The nine-point center N (sometimes instead denoted F) is the center of the nine-point circle. It has equivalent triangle center functions

alpha_5=cos(B-C)
(1)
alpha_5=cosA+2cosBcosC
(2)
alpha_5=bc[a^2b^2+a^2c^2+(b^2-c^2)^2],
(3)

and is the midpoint of the line between the circumcenter O and orthocenter H. The nine-point center is Kimberling center X_5.

It satisfies

 AN^2+BN^2+CN^2=3R^2-ON^2,
(4)

where R is the circumradius of the reference triangle and O is the circumcenter.

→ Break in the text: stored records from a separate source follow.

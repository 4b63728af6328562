//! Structural operations: mkdir, rmdir, rename, delete.
//!
//! Negative replies surface as errors directly (`from_reply`).

use crate::ftp::client::FtpClient;
use crate::ftp::error::{FtpError, FtpResult};

impl FtpClient {
    // ─── MKD ─────────────────────────────────────────────────────

    /// Create a directory on the remote server.
    pub async fn mkdir(&mut self, path: &str) -> FtpResult<String> {
        let resp = self
            .control
            .execute(&format!("MKD {}", path))
            .await?
            .into_result()?;
        // "257 \"/new/dir\" created"
        Ok(crate::ftp::control::parse_pwd(&resp.message).unwrap_or_else(|_| path.to_string()))
    }

    /// Create a directory and all missing parents (FTP has no MKDIRP).
    /// The working directory is left unchanged.
    pub async fn create_directory(&mut self, path: &str) -> FtpResult<()> {
        let mut current = String::new();
        if path.starts_with('/') {
            current.push('/');
        }

        for component in path.split('/').filter(|c| !c.is_empty()) {
            if !current.is_empty() && !current.ends_with('/') {
                current.push('/');
            }
            current.push_str(component);

            let resp = self.control.execute(&format!("MKD {}", current)).await?;
            if resp.success() {
                log::debug!("Created remote directory {}", current);
                continue;
            }
            // Usually "already exists"; anything else is an error.
            if !self.directory_exists(&current).await? {
                return Err(FtpError::from_reply(&resp));
            }
        }
        Ok(())
    }

    /// Probe with CWD and change back.
    pub async fn directory_exists(&mut self, path: &str) -> FtpResult<bool> {
        let home = self.control.get_working_directory().await?;
        let resp = self.control.execute(&format!("CWD {}", path)).await?;
        if !resp.success() {
            return Ok(false);
        }
        self.control.set_working_directory(&home).await?;
        Ok(true)
    }

    pub async fn file_exists(&mut self, path: &str) -> FtpResult<bool> {
        self.control.file_exists(path).await
    }

    pub async fn file_size(&mut self, path: &str) -> FtpResult<Option<u64>> {
        self.control.file_size(path).await
    }

    // ─── RMD ─────────────────────────────────────────────────────

    /// Remove an empty directory.
    pub async fn delete_directory(&mut self, path: &str) -> FtpResult<()> {
        self.control
            .execute(&format!("RMD {}", path))
            .await?
            .into_result()?;
        Ok(())
    }

    // ─── RNFR / RNTO ────────────────────────────────────────────

    /// Rename (or move) a file or directory.
    pub async fn rename(&mut self, from: &str, to: &str) -> FtpResult<()> {
        let rnfr = self.control.execute(&format!("RNFR {}", from)).await?;
        if !rnfr.is_intermediate() && !rnfr.is_completion() {
            return Err(FtpError::from_reply(&rnfr));
        }
        self.control
            .execute(&format!("RNTO {}", to))
            .await?
            .into_result()?;
        Ok(())
    }

    // ─── DELE ────────────────────────────────────────────────────

    /// Delete a remote file.
    pub async fn delete_file(&mut self, path: &str) -> FtpResult<()> {
        self.control
            .execute(&format!("DELE {}", path))
            .await?
            .into_result()?;
        Ok(())
    }
}

/// Parent directory of a remote path, if it has one.
pub fn remote_parent(path: &str) -> Option<&str> {
    let trimmed = path.trim_end_matches('/');
    match trimmed.rfind('/') {
        Some(0) => Some("/"),
        Some(idx) => Some(&trimmed[..idx]),
        None => None,
    }
}

#[cfg(test)]
mod tests {
    use super::*;

    #[test]
    fn parent_of_remote_paths() {
        assert_eq!(remote_parent("/a/b/c.txt"), Some("/a/b"));
        assert_eq!(remote_parent("/c.txt"), Some("/"));
        assert_eq!(remote_parent("dir/c.txt"), Some("dir"));
        assert_eq!(remote_parent("c.txt"), None);
    }
}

Distances to some other named triangle centers include

NF=(abc)/(8Delta)
(5)
NG=1/6OH
(6)
NH=1/2OH
(7)
NI=(2DeltaOI^2)/(abc)
(8)
NL=3/2OH
(9)
NO=1/2OH
(10)
NSp=1/2OI,
(11)

where F is the Feuerbach point, G is the triangle centroid, H is the orthocenter, I is the incenter, L is the de Longchamps point, O is the circumcenter, Sp is the Spieker center, and Delta is the triangle area.

The nine-point center N, vecten point X_(485), and inner vecten point X_(486) are collinear (J. Montes Valderrama, pers. comm., R. Barroso Campos, Apr. 20, 2004).

The nine-point center lies on the Lester circle and is the center of the nine-point circle and Steiner circle. It lies on the Euler line.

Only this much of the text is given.